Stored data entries
=-=-=

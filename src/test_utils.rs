// SPDX-License-Identifier: MPL-2.0
//! Shared test helpers.
//!
//! Float assertions come from `approx`; zoom heights and multipliers are
//! `f32`, so exact `assert_eq!` only holds at the piecewise endpoints.

pub use approx::assert_abs_diff_eq;

use chrono::NaiveDate;

/// Builds a date, panicking on an invalid triple.
pub fn date(year: i32, month: u32, day: u32) -> NaiveDate {
    NaiveDate::from_ymd_opt(year, month, day).expect("valid test date")
}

=-=-=

_WORK REQUEST_
All entries given above are to be printed again exactly.

_WRITTEN SOLUTION_
filename src/test_utils.rs
// SPDX-License-Identifier: MPL-2.0
//! Shared test helpers.
//!
//! Float assertions come from `approx`; zoom heights and multipliers are
//! `f32`, so exact `assert_eq!` only holds at the piecewise endpoints.

pub use approx::assert_abs_diff_eq;

use chrono::NaiveDate;

/// Builds a date, panicking on an invalid triple.
pub fn date(year: i32, month: u32, day: u32) -> NaiveDate {
    NaiveDate::from_ymd_opt(year, month, day).expect("valid test date")
}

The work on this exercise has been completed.